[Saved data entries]

────────────────────

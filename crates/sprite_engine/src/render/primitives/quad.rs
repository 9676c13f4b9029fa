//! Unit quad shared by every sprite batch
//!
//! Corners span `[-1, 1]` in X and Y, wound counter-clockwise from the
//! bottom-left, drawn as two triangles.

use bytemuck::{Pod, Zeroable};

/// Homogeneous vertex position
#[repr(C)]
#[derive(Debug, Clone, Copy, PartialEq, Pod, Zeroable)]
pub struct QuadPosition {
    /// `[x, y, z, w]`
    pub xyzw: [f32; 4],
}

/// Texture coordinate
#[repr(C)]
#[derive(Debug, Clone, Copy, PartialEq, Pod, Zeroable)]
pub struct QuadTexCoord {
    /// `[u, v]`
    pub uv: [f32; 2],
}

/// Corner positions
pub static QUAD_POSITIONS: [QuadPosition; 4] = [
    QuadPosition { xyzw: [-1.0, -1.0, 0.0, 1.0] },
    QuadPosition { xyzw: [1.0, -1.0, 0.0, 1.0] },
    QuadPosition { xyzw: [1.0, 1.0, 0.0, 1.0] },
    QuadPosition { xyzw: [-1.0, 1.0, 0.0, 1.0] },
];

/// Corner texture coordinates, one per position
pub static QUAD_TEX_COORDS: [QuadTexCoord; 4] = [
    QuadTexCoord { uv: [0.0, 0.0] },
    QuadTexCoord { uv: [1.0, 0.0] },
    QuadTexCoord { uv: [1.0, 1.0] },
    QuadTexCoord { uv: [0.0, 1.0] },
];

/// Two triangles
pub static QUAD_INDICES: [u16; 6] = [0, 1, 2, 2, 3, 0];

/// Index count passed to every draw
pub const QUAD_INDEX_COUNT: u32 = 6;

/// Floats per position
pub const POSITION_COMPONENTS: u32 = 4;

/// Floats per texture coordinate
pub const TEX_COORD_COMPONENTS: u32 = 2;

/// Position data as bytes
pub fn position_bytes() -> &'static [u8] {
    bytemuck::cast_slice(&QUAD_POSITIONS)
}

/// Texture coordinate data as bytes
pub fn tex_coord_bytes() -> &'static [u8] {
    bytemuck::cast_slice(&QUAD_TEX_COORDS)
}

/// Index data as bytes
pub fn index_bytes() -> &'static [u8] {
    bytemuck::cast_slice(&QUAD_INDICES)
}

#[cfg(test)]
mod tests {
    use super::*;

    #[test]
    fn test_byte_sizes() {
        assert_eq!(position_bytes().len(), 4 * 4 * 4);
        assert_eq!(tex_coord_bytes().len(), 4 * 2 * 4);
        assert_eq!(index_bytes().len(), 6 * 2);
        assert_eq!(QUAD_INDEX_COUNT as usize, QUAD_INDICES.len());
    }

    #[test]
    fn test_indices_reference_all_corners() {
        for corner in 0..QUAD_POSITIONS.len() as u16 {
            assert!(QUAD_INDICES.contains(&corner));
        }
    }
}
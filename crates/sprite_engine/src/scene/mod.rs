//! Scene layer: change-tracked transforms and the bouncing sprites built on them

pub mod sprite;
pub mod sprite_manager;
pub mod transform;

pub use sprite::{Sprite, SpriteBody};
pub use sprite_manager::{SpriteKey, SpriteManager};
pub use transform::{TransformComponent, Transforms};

────────────────────

Only a number is expected in response: how many lines of the records above include the word "filename".

● **Reply**
2